What big brands know about marketing that SMEs don't
Chris Willman
Chris WillmanThe Big Brand Blueprint

Posted: Mon 18th May 2026

Last updated: Mon 18th May 2026

7 min read

You've probably noticed it when you visit the website of a well-known brand. Everything feels deliberate. The message is clear and the tone is the same wherever you look.

Their social content connects to their ads, which connects to their website, which connects to their emails. Nothing feels accidental.

Then you look at your own business. It's not bad, exactly, but it's scattered, with a post here and a campaign there.

Lots of activity and not much momentum. And a nagging feeling that you're working hard without really going anywhere.

You might think the consistency you see in large organisations is down to big teams or expensive agencies.

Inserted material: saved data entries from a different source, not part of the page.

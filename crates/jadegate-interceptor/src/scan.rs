//! Bounded-depth parameter scanning: the dangerous-pattern, domain, and
//! file-path checks run by [`crate::interceptor::ToolCallInterceptor`].

use std::collections::HashMap;

use jadegate_policy::Policy;
use serde_json::Value;

use crate::patterns::first_dangerous_match;

/// Maximum nesting depth the scanners will walk into. Matches the
/// reference implementation's bound; deeper structures are silently
/// truncated rather than scanned, which is acceptable for a heuristic
/// scanner (see the error-handling design note on failing open, not
/// closed, for pattern/anomaly detectors).
const MAX_SCAN_DEPTH: usize = 10;

/// Longest a single string value is kept verbatim in a [`DagNode`]'s
/// param summary before being truncated with an ellipsis.
///
/// [`DagNode`]: jadegate_dag::DagNode
const MAX_SUMMARY_STRING_LEN: usize = 200;

/// Collect every string value reachable from `value`, stopping at
/// [`MAX_SCAN_DEPTH`] nested levels.
#[must_use]
pub fn deep_string_scan(value: &Value) -> Vec<&str> {
    let mut out = Vec::new();
    collect_strings(value, 0, &mut out);
    out
}

fn collect_strings<'a>(value: &'a Value, depth: usize, out: &mut Vec<&'a str>) {
    if depth > MAX_SCAN_DEPTH {
        return;
    }
    match value {
        Value::String(s) => out.push(s.as_str()),
        Value::Array(items) => {
            for item in items {
                collect_strings(item, depth.saturating_add(1), out);
            }
        }
        Value::Object(map) => {
            for v in map.values() {
                collect_strings(v, depth.saturating_add(1), out);
            }
        }
        Value::Null | Value::Bool(_) | Value::Number(_) => {}
    }
}

/// Build a bounded-size summary of a call's parameters for storage in the
/// call graph: strings are truncated, scalars copied as-is, and
/// collections reduced to a short description rather than their full
/// contents.
#[must_use]
pub fn sanitize_params(params: &Value) -> HashMap<String, String> {
    let Value::Object(map) = params else {
        return HashMap::new();
    };
    map.iter()
        .map(|(k, v)| (k.clone(), summarize_value(v)))
        .collect()
}

fn summarize_value(value: &Value) -> String {
    match value {
        Value::String(s) if s.chars().count() > MAX_SUMMARY_STRING_LEN => {
            let truncated: String = s.chars().take(MAX_SUMMARY_STRING_LEN).collect();
            format!("{truncated}...")
        }
        Value::String(s) => s.clone(),
        Value::Number(n) => n.to_string(),
        Value::Bool(b) => b.to_string(),
        Value::Array(items) => format!("[list, len={}]", items.len()),
        Value::Object(map) => {
            let keys: Vec<&str> = map.keys().take(5).map(String::as_str).collect();
            format!("{{dict, keys={keys:?}}}")
        }
        Value::Null => "null".to_string(),
    }
}

/// Scan every string in `params` against the fixed dangerous-pattern set.
/// Returns a reason for the first match found, if any.
#[must_use]
pub fn scan_dangerous_patterns(params: &Value) -> Option<String> {
    for s in deep_string_scan(params) {
        if let Some(pattern) = first_dangerous_match(s) {
            return Some(format!("Dangerous pattern detected: {pattern}"));
        }
    }
    None
}

/// Scan every string in `params` that looks like a URL (contains
/// `"://"`), parse its host, and check it against the network policy.
/// Returns one reason per disallowed host found.
#[must_use]
pub fn scan_domains(params: &Value, policy: &Policy) -> Vec<String> {
    let mut reasons = Vec::new();
    for s in deep_string_scan(params) {
        if !s.contains("://") {
            continue;
        }
        let Ok(url) = url::Url::parse(s) else {
            continue;
        };
        let Some(host) = url.host_str() else {
            continue;
        };
        if !policy.is_domain_allowed(host) {
            reasons.push(format!("Domain '{host}' not allowed by network policy"));
        }
    }
    reasons
}

/// Scan every string in `params` for a substring match against the
/// policy's file blocklist. Deliberately uses only the substring half of
/// `Policy::is_file_path_allowed`'s blocklist check — not the glob
/// allowlist, and no read/write mode distinction, since at scan time an
/// arbitrary string isn't known to be a path at all, let alone which mode
/// it would be opened in.
#[must_use]
pub fn scan_file_paths(params: &Value, policy: &Policy) -> Vec<String> {
    let mut reasons = Vec::new();
    for s in deep_string_scan(params) {
        for pattern in &policy.file_blocklist {
            if s.contains(pattern.as_str()) {
                reasons.push(format!("Sensitive file path detected: {s}"));
                break;
            }
        }
    }
    reasons
}
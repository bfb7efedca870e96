//! Structured logging and the on-disk audit sink for JadeGate.
//!
//! Every binary in the workspace calls [`setup_logging`] (or
//! [`setup_default_logging`]) exactly once at startup, before building
//! any session. Output always goes to stderr, since the proxy binary
//! speaks JSON-RPC over stdout and nothing in this process may write a
//! log line there. [`AuditSink`] is the optional file-backed half of a
//! session's audit trail; the in-memory half lives in
//! `jadegate_interceptor::AuditEntry` and is always kept regardless of
//! whether a sink is configured.

#![deny(unsafe_code)]
#![deny(missing_docs)]
#![deny(clippy::all)]
#![warn(unreachable_pub)]
#![deny(clippy::unwrap_used)]
#![cfg_attr(test, allow(clippy::unwrap_used))]

mod audit;
mod error;
mod logging;

pub use audit::AuditSink;
pub use error::{TelemetryError, TelemetryResult};
pub use logging::{setup_default_logging, setup_logging, LogConfig, LogFormat};
//! The [`Config`] value object.

use std::path::PathBuf;

use jadegate_telemetry::LogFormat;
use serde::{Deserialize, Serialize};

/// Ambient runtime configuration: logging, where the trust store and
/// policy file live, and the default upstream response timeout. This is
/// deliberately narrower than a per-workspace build config — JadeGate
/// has no project-local tier, only embedded defaults, one user file,
/// environment variables, and whatever a binary's CLI flags override
/// last.
#[derive(Debug, Clone, PartialEq, Serialize, Deserialize)]
#[serde(default)]
pub struct Config {
    /// `tracing` level filter, e.g. `"info"`, `"debug"`.
    pub log_level: String,
    /// Log output format.
    pub log_format: LogFormat,
    /// Directory holding one `<tool_id>.cert.json` file per tool.
    pub trust_dir: PathBuf,
    /// Optional path to a policy JSON file. `None` means use
    /// [`jadegate_policy::Policy::default`] with no file on disk.
    pub policy_path: Option<PathBuf>,
    /// Optional path to an append-only JSON-lines audit log. `None`
    /// means the audit trail stays in memory only, even when
    /// `Policy::enable_audit_log` is set.
    pub audit_log_path: Option<PathBuf>,
    /// Default upstream response timeout, in seconds.
    pub default_timeout_secs: f64,
}

fn default_log_level() -> String {
    "info".to_string()
}

/// Default trust directory, `${HOME}/.jadegate/trust`.
#[must_use]
pub fn default_trust_dir() -> PathBuf {
    directories::UserDirs::new()
        .map(|dirs| dirs.home_dir().join(".jadegate").join("trust"))
        .unwrap_or_else(|| PathBuf::from(".jadegate/trust"))
}

/// Default path JadeGate looks for a user config file at,
/// `${HOME}/.jadegate/config.toml`.
#[must_use]
pub fn default_config_path() -> Option<PathBuf> {
    directories::UserDirs::new()
        .map(|dirs| dirs.home_dir().join(".jadegate").join("config.toml"))
}

const fn default_timeout_secs() -> f64 {
    10.0
}

impl Default for Config {
    fn default() -> Self {
        Self {
            log_level: default_log_level(),
            log_format: LogFormat::default(),
            trust_dir: default_trust_dir(),
            policy_path: None,
            audit_log_path: None,
            default_timeout_secs: default_timeout_secs(),
        }
    }
}

/// On-disk shape of a user config file: the same fields, all optional,
/// so a file only needs to mention what it overrides.
#[derive(Debug, Default, Deserialize)]
#[serde(default)]
pub(crate) struct ConfigFile {
    pub log_level: Option<String>,
    pub log_format: Option<LogFormat>,
    pub trust_dir: Option<PathBuf>,
    pub policy_path: Option<PathBuf>,
    pub audit_log_path: Option<PathBuf>,
    pub default_timeout_secs: Option<f64>,
}

impl Config {
    fn apply_file(&mut self, file: ConfigFile) {
        if let Some(v) = file.log_level {
            self.log_level = v;
        }
        if let Some(v) = file.log_format {
            self.log_format = v;
        }
        if let Some(v) = file.trust_dir {
            self.trust_dir = v;
        }
        if file.policy_path.is_some() {
            self.policy_path = file.policy_path;
        }
        if file.audit_log_path.is_some() {
            self.audit_log_path = file.audit_log_path;
        }
        if let Some(v) = file.default_timeout_secs {
            self.default_timeout_secs = v;
        }
    }

    pub(crate) fn merge_file(mut self, file: ConfigFile) -> Self {
        self.apply_file(file);
        self
    }
}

But it's actually a product of a decision that gets made before anyone writes a word of copy or picks a colour palette.

That decision is about foundation. And it's the one thing most small businesses never build.

Why foundation is what produces results

Big brands don't start with tactics, but questions.

  • Who exactly are we speaking to?

  • What do they actually need to hear?

  • Why should they choose us over everyone else?

Only when those questions have real, specific answers does anyone start thinking about channels, campaigns or content.

Tactics without foundation produce activity. Foundation is what produces results.

"Random acts of marketing"

I saw this most clearly when I was leading a team that was working flat out and getting almost nowhere. Talented people putting in genuine effort.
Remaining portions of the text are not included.